Pride and Prejudice, chapter 3

I like the expression caught on his face here. You can imagine that beneath that perfectly controlled and well-put-together exterior there’s a lot of emotion going on. He’s a flawed man, a tortured soul. He’s a man trapped within the social constraint of his time, within the high expectations placed on him by others as well as himself, and within his own reserved nature. When Elizabeth comes along and upsets his carefully ordered life, he’s torn between doing his duty – keeping his word to the woman he’s promised to marry – and giving in to his heart’s desire for another.

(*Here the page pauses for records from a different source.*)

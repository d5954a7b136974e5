use clap::Parser;
use log::{info, warn};
use server::network::GameServer;
use server::simulation::DemoWorld;
use shared::{NetConfig, Session, SyncRates};
use std::net::IpAddr;
use std::sync::Arc;
use tokio::time::{interval, Duration, Instant, MissedTickBehavior};

#[derive(Parser, Debug)]
#[command(author, version, about, long_about = None)]
struct Args {
    /// Name of the host's own player
    #[arg(short, long, default_value = "Host")]
    name: String,

    /// IP address to bind the host endpoints to
    #[arg(short = 'H', long, default_value = "0.0.0.0")]
    bind: IpAddr,

    /// Simulation tick rate (updates per second)
    #[arg(short, long, default_value = "30")]
    tick_rate: u32,

    /// Size of the simulated enemy horde
    #[arg(short, long, default_value = "20")]
    enemies: usize,

    /// Maximum number of remote players
    #[arg(short, long, default_value = "16")]
    max_clients: usize,
}

#[tokio::main]
async fn main() -> Result<(), Box<dyn std::error::Error>> {
    env_logger::init();

    if std::env::var("RUST_LOG").is_err() {
        eprintln!("Set RUST_LOG=info for detailed logging");
    }

    let args = Args::parse();
    let config = NetConfig {
        bind_ip: args.bind,
        max_clients: args.max_clients,
        ..NetConfig::default()
    };

    let session = Session::new(config);
    session.start_host(&args.name).await?;

    let world = Arc::new(DemoWorld::new(args.enemies));
    let mut server = GameServer::new(session.clone(), Arc::clone(&world), SyncRates::default());
    server.start()?;

    info!(
        "Hosting '{}' with {} enemies at {} Hz",
        args.name, args.enemies, args.tick_rate
    );

    tokio::select! {
        _ = run_simulation(Arc::clone(&world), args.tick_rate.max(1)) => {}
        _ = tokio::signal::ctrl_c() => {
            info!("Received Ctrl+C, shutting down gracefully...");
        }
    }

    server.stop().await;
    session.stop();

    Ok(())
}

/// Steps the simulated world at a fixed rate.
async fn run_simulation(world: Arc<DemoWorld>, tick_rate: u32) {
    let mut interval_timer = interval(Duration::from_secs_f32(1.0 / tick_rate as f32));
    interval_timer.set_missed_tick_behavior(MissedTickBehavior::Skip);

    // Cap the maximum delta time to 50ms
    let max_delta_time = 1.0 / 20.0;
    let mut last_update = Instant::now();

    // Skip the first tick since it fires immediately
    interval_timer.tick().await;

    loop {
        interval_timer.tick().await;

        let current_time = Instant::now();
        let mut delta_time = (current_time - last_update).as_secs_f32();
        last_update = current_time;

        if delta_time > max_delta_time {
            warn!(
                "Large delta time detected ({:.3}s), capping to {:.3}s",
                delta_time, max_delta_time
            );
            delta_time = max_delta_time;
        }

        world.step(delta_time);
    }
}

So that was the starting point for the cover: the inspiration picture. Then next came the “artist’s interpretation” of it – in this case, a pastel painting.

It’s not a photographic copy, nor was it intended to be. My hope was to capture the essence in a more “painterly” style. It came out looking like a slightly younger Mr. Darcy, I think, which is entirely appropriate since the book covers some ground in the years just before the scope of Pride and Prejudice. Besides, the character in the book was about 5 years younger than Colin Firth was when he played Darcy.

But wait! Maybe you noticed that in the finished cover, Darcy is facing the opposite direction! Well, that’s the work of the talented graphic artist who does my covers (who also happens to be my nephew). I sent him the finished paintings, telling him, “But I really think it will work better if you flip Darcy right for left, to balance the picture of Pemberley at the top. …And could you shade the background from dark to lighter as you go down. …Oh, and would it be too much trouble to add some more hair at the top of his head?”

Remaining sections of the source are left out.